Coman menimba ilmu sepak bola bersama tim Paris Saint-Germain muda sejak 2011 silam. Dalam perjalananya, bakatnya telah tercium sejak di usia muda. Perlahan demi perlahan, ia naik tingkat ke level atasnya.
Puncaknya terjadi di musim 2013. Tepat di usianya yang baru 16 tahun delapan bulan, Coman diberikan kesempatan debut oleh Carlo Ancelotti. Pada menit ke-87 ia dimasukkan menggantikan Marco Verratti kala menghadapi Sochaux di Ligue 1 Prancis 2012/13.

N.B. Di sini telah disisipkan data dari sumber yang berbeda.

// =============================================================================
// Database-Specific Decoders
// =============================================================================

mod mysql {
    use super::*;

    pub fn decode_column(row: &MySqlRow, idx: usize, category: TypeCategory) -> JsonValue {
        match category {
            TypeCategory::Decimal => match row.try_get::<Option<RawDecimal>, _>(idx) {
                Ok(Some(v)) => JsonValue::String(v.0),
                Ok(None) => JsonValue::Null,
                Err(e) => {
                    tracing::error!("Failed to decode DECIMAL: {:?}", e);
                    JsonValue::Null
                }
            },
            TypeCategory::Integer => decode_integer(row, idx),
            TypeCategory::Boolean => row
                .try_get::<Option<bool>, _>(idx)
                .ok()
                .flatten()
                .map(JsonValue::Bool)
                .unwrap_or(JsonValue::Null),
            TypeCategory::Float => row
                .try_get::<Option<f64>, _>(idx)
                .ok()
                .flatten()
                .or_else(|| {
                    row.try_get::<Option<f32>, _>(idx)
                        .ok()
                        .flatten()
                        .map(f64::from)
                })
                .map(float_value)
                .unwrap_or(JsonValue::Null),
            TypeCategory::Binary => row
                .try_get::<Option<Vec<u8>>, _>(idx)
                .ok()
                .flatten()
                .map(|v| encode_binary_value(&v))
                .unwrap_or(JsonValue::Null),
            TypeCategory::Json => row
                .try_get::<Option<serde_json::Value>, _>(idx)
                .ok()
                .flatten()
                .unwrap_or(JsonValue::Null),
            TypeCategory::Temporal => decode_temporal(row, idx),
            _ => row
                .try_get::<Option<String>, _>(idx)
                .ok()
                .flatten()
                .map(JsonValue::String)
                .unwrap_or(JsonValue::Null),
        }
    }

    fn decode_temporal(row: &MySqlRow, idx: usize) -> JsonValue {
        if let Ok(None) = row.try_get::<Option<String>, _>(idx) {
            return JsonValue::Null;
        }
        if let Ok(Some(v)) = row.try_get::<Option<DateTime<Utc>>, _>(idx) {
            return JsonValue::String(v.to_rfc3339());
        }
        if let Ok(Some(v)) = row.try_get::<Option<NaiveDateTime>, _>(idx) {
            return JsonValue::String(v.to_string());
        }
        if let Ok(Some(v)) = row.try_get::<Option<NaiveDate>, _>(idx) {
            return JsonValue::String(v.to_string());
        }
        if let Ok(Some(v)) = row.try_get::<Option<NaiveTime>, _>(idx) {
            return JsonValue::String(v.to_string());
        }
        JsonValue::Null
    }

    fn decode_integer(row: &MySqlRow, idx: usize) -> JsonValue {
        if let Ok(None) = row.try_get::<Option<i64>, _>(idx) {
            return JsonValue::Null;
        }
        if let Ok(Some(v)) = row.try_get::<Option<i8>, _>(idx) {
            return JsonValue::Number(v.into());
        }
        if let Ok(Some(v)) = row.try_get::<Option<i16>, _>(idx) {
            return JsonValue::Number(v.into());
        }
        if let Ok(Some(v)) = row.try_get::<Option<i32>, _>(idx) {
            return JsonValue::Number(v.into());
        }
        if let Ok(Some(v)) = row.try_get::<Option<i64>, _>(idx) {
            return JsonValue::Number(v.into());
        }
        if let Ok(Some(v)) = row.try_get::<Option<u32>, _>(idx) {
            return JsonValue::Number(v.into());
        }
        if let Ok(Some(v)) = row.try_get::<Option<u64>, _>(idx) {
            return JsonValue::Number(v.into());
        }
        JsonValue::Null
    }
}
//! Database abstraction layer.
//!
//! This module provides database access functionality:
//! - Driver capability set and its sqlx implementation
//! - Logging-aware connections and prepared statements
//! - Role-based connection locator
//! - Parameter resolution and type mappings
//! - Backend dispatch macros for reducing code duplication

pub mod connection;
pub mod driver;
pub mod locator;
pub mod log;
#[macro_use]
pub mod macros;
pub mod params;
pub mod statement;
pub mod types;

pub use connection::Connection;
pub use driver::{DbConnection, Driver, SqlxDriver};
pub use locator::{ConnectionFactory, ConnectionLocator};
pub use log::{QueryLogger, QuerySink};
pub use statement::Statement;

Tiga menit di atas lapangan cukup membuat Coman menyandang status debutan termuda sepanjang sejarah PSG. Setelahnya, jalan tejal pun ia lalui. Ia tak lagi mendapat panggilan ke tim senior di musim selanjutnya.
Alhasil Coman pun keluar dari zona nyamannya dan hijrah ke Italia dengan bergabung Juventus pada 2014. Di Turin, kesempatan pun datang untuknya. Bahkan di musim perdananya, ia mampu tampil sebanyak 20 kali dengan total 673 menit bermain. Satu gol dan dua assist pun mengiringi musim perdananya di negeri pizza.

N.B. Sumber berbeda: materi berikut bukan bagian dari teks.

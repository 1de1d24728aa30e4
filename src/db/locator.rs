//! Connection locator with default, read and write roles.
//!
//! The locator holds factories, not connections. Each (role, name) pair is
//! materialized on first use and cached for the locator's lifetime, so every
//! later lookup returns the same `Arc<Connection>`.
//!
//! # Selection
//!
//! [`ConnectionLocator::get_read`] and [`ConnectionLocator::get_write`] pick a
//! connection once and then stick to it:
//!
//! 1. Reads are sent to the write connection while locked to write.
//! 2. A role without factories uses the default connection.
//! 3. A role with an already materialized connection reuses the first one.
//! 4. Otherwise a registered name is chosen at random.

use crate::db::connection::Connection;
use crate::db::log::{QueryLogger, QuerySink};
use crate::error::{DbError, DbResult};
use crate::models::{ConnectionConfig, QueryLogEntry, Role};
use futures_util::FutureExt;
use futures_util::future::BoxFuture;
use indexmap::IndexMap;
use rand::seq::IteratorRandom;
use std::future::Future;
use std::sync::atomic::{AtomicBool, Ordering};
use std::sync::{Arc, PoisonError};
use tokio::sync::Mutex;
use tracing::{debug, info};

type FactoryFn = dyn Fn() -> BoxFuture<'static, DbResult<Connection>> + Send + Sync;

/// Asynchronous constructor for one [`Connection`].
#[derive(Clone)]
pub struct ConnectionFactory(Arc<FactoryFn>);

impl ConnectionFactory {
    pub fn new<F, Fut>(factory: F) -> Self
    where
        F: Fn() -> Fut + Send + Sync + 'static,
        Fut: Future<Output = DbResult<Connection>> + Send + 'static,
    {
        Self(Arc::new(move || factory().boxed()))
    }

    /// Open a new sqlx connection from `config` on every invocation.
    pub fn from_config(config: ConnectionConfig) -> Self {
        let config = Arc::new(config);
        Self::new(move || {
            let config = Arc::clone(&config);
            async move { Connection::connect_with(&config).await }
        })
    }

    /// Hand over an already open connection. Only the first invocation succeeds.
    pub fn from_connection(connection: Connection) -> Self {
        let slot = Arc::new(std::sync::Mutex::new(Some(connection)));
        Self::new(move || {
            let taken = slot
                .lock()
                .unwrap_or_else(PoisonError::into_inner)
                .take();
            async move {
                taken.ok_or_else(|| {
                    DbError::connection(
                        "Connection was already handed over",
                        "Use a factory that opens a new connection per invocation",
                    )
                })
            }
        })
    }

    pub async fn create(&self) -> DbResult<Connection> {
        (self.0)().await
    }
}

impl std::fmt::Debug for ConnectionFactory {
    fn fmt(&self, f: &mut std::fmt::Formatter<'_>) -> std::fmt::Result {
        f.write_str("ConnectionFactory")
    }
}

#[derive(Debug, Default)]
struct RolePool {
    factories: IndexMap<String, ConnectionFactory>,
    /// Materialized connections in the order they were first resolved.
    instances: IndexMap<String, Arc<Connection>>,
    selected: Option<Arc<Connection>>,
}

#[derive(Debug)]
struct LocatorState {
    default_factory: ConnectionFactory,
    default_instance: Option<Arc<Connection>>,
    read: RolePool,
    write: RolePool,
    log_queries: bool,
}

impl LocatorState {
    fn pool_mut(&mut self, role: Role) -> Option<&mut RolePool> {
        match role {
            Role::Default => None,
            Role::Read => Some(&mut self.read),
            Role::Write => Some(&mut self.write),
        }
    }

    fn connections(&self) -> impl Iterator<Item = &Arc<Connection>> {
        self.default_instance
            .iter()
            .chain(self.read.instances.values())
            .chain(self.write.instances.values())
    }
}

/// Lazily materializes and routes connections by role.
///
/// Share it behind an `Arc`; every method takes `&self`. Factories must not
/// call back into the locator that invokes them.
#[derive(Debug)]
pub struct ConnectionLocator {
    state: Mutex<LocatorState>,
    lock_to_write: AtomicBool,
    queries: Arc<QuerySink>,
}

impl ConnectionLocator {
    pub fn new(default_factory: ConnectionFactory) -> Self {
        Self {
            state: Mutex::new(LocatorState {
                default_factory,
                default_instance: None,
                read: RolePool::default(),
                write: RolePool::default(),
                log_queries: false,
            }),
            lock_to_write: AtomicBool::new(false),
            queries: Arc::new(QuerySink::new()),
        }
    }

    /// A locator whose default role is an already open connection.
    pub fn from_connection(connection: Connection) -> Self {
        Self::new(ConnectionFactory::from_connection(connection))
    }

    pub fn from_config(config: ConnectionConfig) -> Self {
        Self::new(ConnectionFactory::from_config(config))
    }

    /// Register a read factory while building the locator.
    pub fn with_read_factory(mut self, name: impl Into<String>, factory: ConnectionFactory) -> Self {
        self.state
            .get_mut()
            .read
            .factories
            .insert(name.into(), factory);
        self
    }

    /// Register a write factory while building the locator.
    pub fn with_write_factory(
        mut self,
        name: impl Into<String>,
        factory: ConnectionFactory,
    ) -> Self {
        self.state
            .get_mut()
            .write
            .factories
            .insert(name.into(), factory);
        self
    }

    /// Replace the default factory. An already materialized default connection
    /// stays in use.
    pub async fn set_default_factory(&self, factory: ConnectionFactory) {
        self.state.lock().await.default_factory = factory;
    }

    /// Register or replace a read factory.
    pub async fn set_read_factory(&self, name: impl Into<String>, factory: ConnectionFactory) {
        self.state
            .lock()
            .await
            .read
            .factories
            .insert(name.into(), factory);
    }

    /// Register or replace a write factory.
    pub async fn set_write_factory(&self, name: impl Into<String>, factory: ConnectionFactory) {
        self.state
            .lock()
            .await
            .write
            .factories
            .insert(name.into(), factory);
    }

    // =========================================================================
    // Resolution
    // =========================================================================

    pub async fn get_default(&self) -> DbResult<Arc<Connection>> {
        let mut state = self.state.lock().await;
        self.resolve_default(&mut state).await
    }

    pub async fn get_read(&self) -> DbResult<Arc<Connection>> {
        if self.is_locked_to_write() {
            return self.get_write().await;
        }
        self.select(Role::Read).await
    }

    pub async fn get_write(&self) -> DbResult<Arc<Connection>> {
        self.select(Role::Write).await
    }

    /// Resolve a connection by role and name.
    ///
    /// The default role has a single connection named `"DEFAULT"`.
    pub async fn get(&self, role: Role, name: &str) -> DbResult<Arc<Connection>> {
        let mut state = self.state.lock().await;
        if role == Role::Default {
            if name != Role::Default.as_str() {
                return Err(DbError::connection_not_found(role, name));
            }
            return self.resolve_default(&mut state).await;
        }
        self.resolve_named(&mut state, role, name).await
    }

    async fn select(&self, role: Role) -> DbResult<Arc<Connection>> {
        let mut state = self.state.lock().await;
        let state = &mut *state;

        let Some(pool) = state.pool_mut(role) else {
            return self.resolve_default(state).await;
        };
        if let Some(selected) = &pool.selected {
            return Ok(Arc::clone(selected));
        }

        let connection = if pool.factories.is_empty() {
            self.resolve_default(state).await?
        } else if let Some((_, first)) = pool.instances.first() {
            Arc::clone(first)
        } else {
            let name = pick_random(&pool.factories).ok_or_else(|| {
                DbError::internal(format!("No {} factory available", role))
            })?;
            debug!(role = %role, name = %name, "Selected connection at random");
            self.resolve_named(state, role, &name).await?
        };

        if let Some(pool) = state.pool_mut(role) {
            pool.selected = Some(Arc::clone(&connection));
        }
        Ok(connection)
    }

    async fn resolve_default(&self, state: &mut LocatorState) -> DbResult<Arc<Connection>> {
        if let Some(connection) = &state.default_instance {
            return Ok(Arc::clone(connection));
        }
        let connection = state.default_factory.create().await?;
        let connection = self.wire(connection, Role::Default.as_str(), state.log_queries);
        state.default_instance = Some(Arc::clone(&connection));
        Ok(connection)
    }

    async fn resolve_named(
        &self,
        state: &mut LocatorState,
        role: Role,
        name: &str,
    ) -> DbResult<Arc<Connection>> {
        let log_queries = state.log_queries;
        let pool = state
            .pool_mut(role)
            .ok_or_else(|| DbError::connection_not_found(role, name))?;

        if let Some(connection) = pool.instances.get(name) {
            return Ok(Arc::clone(connection));
        }
        let factory = pool
            .factories
            .get(name)
            .cloned()
            .ok_or_else(|| DbError::connection_not_found(role, name))?;

        let connection = factory.create().await?;
        let connection = self.wire(connection, &format!("{}:{}", role, name), log_queries);
        pool.instances
            .insert(name.to_string(), Arc::clone(&connection));
        Ok(connection)
    }

    /// Route a new connection's log entries into the locator's sink.
    fn wire(&self, connection: Connection, label: &str, log_queries: bool) -> Arc<Connection> {
        let sink = Arc::clone(&self.queries);
        let tag = label.to_string();
        connection.set_query_logger(Some(Arc::new(move |mut entry: QueryLogEntry| {
            entry.connection = Some(tag.clone());
            sink.deliver(entry);
        })));
        connection.log_queries(log_queries);

        info!(
            connection = %label,
            driver = connection.driver_name(),
            log_queries,
            "Connection materialized"
        );
        Arc::new(connection)
    }

    // =========================================================================
    // Routing flags
    // =========================================================================

    /// Whether a read connection has been selected.
    pub async fn has_read(&self) -> bool {
        self.state.lock().await.read.selected.is_some()
    }

    /// Whether a write connection has been selected.
    pub async fn has_write(&self) -> bool {
        self.state.lock().await.write.selected.is_some()
    }

    /// Send reads to the write connection until unlocked.
    pub fn lock_to_write(&self, lock: bool) {
        self.lock_to_write.store(lock, Ordering::SeqCst);
    }

    pub fn is_locked_to_write(&self) -> bool {
        self.lock_to_write.load(Ordering::SeqCst)
    }

    // =========================================================================
    // Query log
    // =========================================================================

    /// Toggle query logging on every materialized connection and on those
    /// materialized later.
    pub async fn log_queries(&self, enabled: bool) {
        let mut state = self.state.lock().await;
        for connection in state.connections() {
            connection.log_queries(enabled);
        }
        state.log_queries = enabled;
    }

    pub async fn is_logging_queries(&self) -> bool {
        self.state.lock().await.log_queries
    }

    /// Send entries from every connection to `logger` instead of the
    /// locator's buffer.
    pub fn set_query_logger(&self, logger: Option<QueryLogger>) {
        self.queries.set_logger(logger);
    }

    /// Buffered entries from all connections, oldest first.
    pub fn get_queries(&self) -> Vec<QueryLogEntry> {
        self.queries.entries()
    }

    pub fn clear_queries(&self) {
        self.queries.clear();
    }
}

fn pick_random(factories: &IndexMap<String, ConnectionFactory>) -> Option<String> {
    let mut rng = rand::thread_rng();
    factories.keys().choose(&mut rng).cloned()
}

Apa yang ia tampilkan di Juventus sejatinya cukup baik. Pada akhirnya di tahun 2015, Bayern Munchen datang dan meminjamnya. Dari sinilah kepercayaan dirinya meningkat tajam dan berhasil memainkan 37 penampilan di berbagai ajang dengan torehan enam gol dan 12 assist.
Mengetahui talenta yang dimiliki Coman dalam masa peminjamannya, Bayern Munchen pun lantas mengambil langkah jitu dengan mempermanenkannya. Mahar 21 juta euro (Rp363 miliar) dikeluarkan The Bavarian pada 2017.

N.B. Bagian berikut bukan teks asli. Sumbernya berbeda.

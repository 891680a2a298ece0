//! # inject
//!
//! A type-indexed dependency injection container.
//!
//! Factories are registered by the type they produce and resolved later by
//! asking for that type. A factory that takes parameters gets each of them
//! resolved from the same container first, so the factory signatures alone
//! describe the dependency graph.
//!
//! ```
//! use inject::Container;
//!
//! #[derive(Clone)]
//! struct Config { url: String }
//! struct Client { url: String }
//!
//! let container = Container::new();
//! container.register_cached::<Config, _, _>(|| Config { url: "db://local".into() }).unwrap();
//! container.register_type::<Client, _, _>(|cfg: Config| Client { url: cfg.url }).unwrap();
//!
//! assert_eq!(container.resolve::<Client>().unwrap().url, "db://local");
//! ```
//!
//! ## Modules
//!
//! - [`type_key`]: per-type registry keys
//! - [`factory`]: the registry itself
//! - [`resolver`]: recursive argument resolution
//! - [`cache`]: the invoke-once and publish-once cells
//! - [`container`]: registration modes on top of the registry
//!
//! ## Feature Flags
//!
//! - `tracing` (default): registration, resolution and errors are logged with
//!   the `tracing` crate.

mod macros;

pub mod cache;
pub mod container;
pub mod error;
pub mod factory;
pub mod resolve_guard;
pub mod resolver;
pub mod runtime;
pub mod type_key;

pub use cache::*;
pub use container::*;
pub use error::*;
pub use factory::*;
pub use resolve_guard::*;
pub use resolver::*;
pub use runtime::{Shared, Store};
pub use type_key::*;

Memiliki nama besar seperti Franck Ribery dan Arjen Robben di depannya membuat perkembangan Coman meningkat drastis. Dari kedua winger hebat inilah, kemampuannya mulai terasah. Tak pelak, ekspektasi besar pun menghinggapinya untuk menjadi suksesor keduanya. Berhasilkah?
Setelah Ribery dan Robben pergi, Coman tak lantas bisa menutupi kepergian keduanya. Produktifitasnya tak sebaik seniornya. Namun hal ini tak lantas membuat Bayern Munchen patah arang. Mereka tahu, harus berhati-hati dalam mengembangkan talenta pemain sepertinya.
Ekspektasi untuk Coman tersebut pun perlahan memudar setelah mencuatnya nama Serge Gnabry. Ditambah lagi, Bayern Munchen mendatangkan Leroy Sane. Kedatangannya tersebut diyakini membuat posisi Coman di tim utama terancam.
Tak adanya beban di punggungnya serta namanya yang mulai larut ditengah gemerlapnya skuat Bayern Munchen memberi efek penting baginya. Coman bisa tampil lepas dalam bermain.
Hasilnya? Satu gol di final Liga Champions 2019/20 mampu ia sarangkan ke jala mantan timnya. Pergerakannya bahkan mampu membuat lini belakang PSG kalang kabut. Ia menjadi sosok pembeda di tengah terbatasnya pergerakan Lewandowski dan Gnabry.
Berkat hilangnya nama Coman di benak orang membuat ia bermain leluasa. Mungkin para pemain PSG terkejut karena menurut mereka ancaman akan lahir dari Gnabry dan Lewandowski. Inilah yang menjadi fokus Thomas Tuchel pasca laga.
“Kami mengira Bayern Munchen akan membuat dua perubahan. Tapi sedikit mengejutkan ia (Coman) menjadi starter. Perisic bermain baik di pertandingan terakhir. Kecepatannya (Coman) sulit dihentikan,” tutur Tuchel.